The Future of Digital Banking Customer Engagement

To acquire, convert and retain customers — and turn them into advocates — you need to engage them across channels and over time at every opportunity that creates value for your customers. The objective is to connect with your target audience in an appropriate, effective and meaningful way.

Successful banking customer engagement doesn’t eliminate the need for strong branding — it relies on it. While new technology and marketing communication tools can make the customer engagement process easier and scalable, it is also important to create a brand personality that customers will love getting to know and want to engage with. This brand personality must be evident in each communication.
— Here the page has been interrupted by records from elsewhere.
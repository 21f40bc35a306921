mod cli_main;

use std::error::Error;
use std::time::Instant;

use clap::Parser;
use rayon::ThreadPoolBuilder;
use tracing::{info, warn};
use tracing_subscriber::FmtSubscriber;

use cli_main::{Cli, Commands, OutputFormat};
use kmerkey::io::fasta::{open_fasta, stream_fasta_records};
use kmerkey::io::keys::KeyWriter;
use kmerkey::pipeline::keys::write_keys;
use kmerkey::stats::calculate_stats;

fn main() {
    let cli = Cli::parse();

    let level = if cli.verbose {
        tracing::Level::DEBUG
    } else {
        tracing::Level::INFO
    };
    let subscriber = FmtSubscriber::builder()
        .with_max_level(level)
        .with_writer(std::io::stderr)
        .finish();
    if let Err(e) = tracing::subscriber::set_global_default(subscriber) {
        eprintln!("Setting tracing default failed: {}", e);
    }

    if let Err(e) = ThreadPoolBuilder::new().num_threads(cli.threads).build_global() {
        warn!("Could not configure thread pool: {}", e);
    }

    if let Err(e) = run(cli.command) {
        eprintln!("Error: {}", e);
        std::process::exit(1);
    }
}

fn run(command: Commands) -> Result<(), Box<dyn Error>> {
    match command {
        Commands::Encode { input, output, encoding } => {
            let options = encoding.to_options()?;
            let start = Instant::now();
            info!("Encoding k-mers from {}", input);

            let records = stream_fasta_records(open_fasta(&input)?);
            let mut writer = match &output {
                Some(path) => KeyWriter::create(path)?,
                None => KeyWriter::stdout(),
            };
            writer.write_header()?;
            let summary = write_keys(records, &options, &mut writer)?;
            writer.finish()?;

            info!(
                "Wrote {} keys ({} windows) from {} records in {:.2}s",
                summary.written,
                summary.windows,
                summary.records,
                start.elapsed().as_secs_f32()
            );
        }

        Commands::Stats { input, format, encoding } => {
            let options = encoding.to_options()?;
            info!("Calculating k-mer statistics for: {}", input);
            let stats = calculate_stats(&input, &options)?;

            match format {
                OutputFormat::Json => println!("{}", serde_json::to_string_pretty(&stats)?),
                OutputFormat::Tsv => println!("{}", stats),
            }
        }
    }
    Ok(())
}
Engaging with customers effectively sometimes means sending timely push notifications that require action and provide value. This very powerful communication tactic requires customers to subscribe for these notifications. By opting-in to receive these messages, they are already choosing to engage with your brand.

There are more ways than ever to engage with customers today. This means lots of opportunities for your financial institution to capture your customers’ attention and get them engaged. It also means that your competitors have the same opportunities. Whatever engagement strategies you employ, you must be consistent and ongoing through the brand journey.

1. Understanding Customer Expectations

“A customer’s definition of what support from their retail bank looks like is changing rapidly as we enter a new economic cycle and move further along the digital adoption curve.” Jennifer White, J.D. Power

Having a friendly staff, convenient locations, and an easy to navigate digital app is no longer enough to satisfy banking customers. Today’s consumers want their bank and credit union to personalize communication and recommendations that can help them save time and money and provide guidance for improved financial wellness.

Consumers are becoming increasingly dissatisfied with the level of support they are receiving from their financial institution around achieving financial wellness on a personalized level, according to the J.D. Power 2022 U.S. Retail Banking Satisfaction Study. Beyond helping save time and money, consumers expect their financial institution to provide personalized advice, hands-on help with problem resolu- tion, and guidance on how to grow their money, states the report.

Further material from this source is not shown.